**Aim of the exercise**
Pull every line that includes the word "Deserialize" out of the data below and copy it.
BEGIN
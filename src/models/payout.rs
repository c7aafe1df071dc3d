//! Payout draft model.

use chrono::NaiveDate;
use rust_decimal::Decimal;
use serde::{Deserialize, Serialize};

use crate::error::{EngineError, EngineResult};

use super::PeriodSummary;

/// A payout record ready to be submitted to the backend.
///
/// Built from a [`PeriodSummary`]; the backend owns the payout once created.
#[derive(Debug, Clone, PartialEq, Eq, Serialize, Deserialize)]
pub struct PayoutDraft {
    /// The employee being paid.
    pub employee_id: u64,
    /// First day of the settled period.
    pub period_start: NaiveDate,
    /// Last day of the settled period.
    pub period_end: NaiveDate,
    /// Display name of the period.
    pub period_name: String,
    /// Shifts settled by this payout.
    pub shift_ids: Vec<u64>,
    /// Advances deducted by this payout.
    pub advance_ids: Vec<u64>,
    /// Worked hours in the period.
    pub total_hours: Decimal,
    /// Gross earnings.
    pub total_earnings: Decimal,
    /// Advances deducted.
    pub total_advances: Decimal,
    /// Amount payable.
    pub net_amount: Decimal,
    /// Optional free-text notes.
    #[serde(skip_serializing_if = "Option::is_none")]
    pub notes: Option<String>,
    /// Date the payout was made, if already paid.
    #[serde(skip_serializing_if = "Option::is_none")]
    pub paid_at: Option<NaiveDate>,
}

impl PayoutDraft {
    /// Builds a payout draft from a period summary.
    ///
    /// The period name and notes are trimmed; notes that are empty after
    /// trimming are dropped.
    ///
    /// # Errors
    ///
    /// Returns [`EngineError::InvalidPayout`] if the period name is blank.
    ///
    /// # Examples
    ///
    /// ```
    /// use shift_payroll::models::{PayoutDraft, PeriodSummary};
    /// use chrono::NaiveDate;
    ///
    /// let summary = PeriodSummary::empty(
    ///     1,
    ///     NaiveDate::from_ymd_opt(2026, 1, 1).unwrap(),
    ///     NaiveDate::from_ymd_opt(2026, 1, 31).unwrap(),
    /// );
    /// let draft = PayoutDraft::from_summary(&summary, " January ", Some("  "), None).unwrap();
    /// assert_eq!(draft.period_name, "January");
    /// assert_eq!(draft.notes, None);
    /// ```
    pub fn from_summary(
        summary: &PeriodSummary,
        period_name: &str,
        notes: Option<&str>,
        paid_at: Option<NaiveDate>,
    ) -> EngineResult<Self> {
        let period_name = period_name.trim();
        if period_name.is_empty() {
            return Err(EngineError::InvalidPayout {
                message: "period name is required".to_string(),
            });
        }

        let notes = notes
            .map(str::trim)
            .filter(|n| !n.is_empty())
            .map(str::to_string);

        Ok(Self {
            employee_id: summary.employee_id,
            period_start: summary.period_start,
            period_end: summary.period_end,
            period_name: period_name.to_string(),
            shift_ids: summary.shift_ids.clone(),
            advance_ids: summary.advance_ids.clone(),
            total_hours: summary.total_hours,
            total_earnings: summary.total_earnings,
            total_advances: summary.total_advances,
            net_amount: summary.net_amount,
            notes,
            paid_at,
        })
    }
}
END
**Output**
use serde::{Deserialize, Serialize};
#[derive(Debug, Clone, PartialEq, Eq, Serialize, Deserialize)]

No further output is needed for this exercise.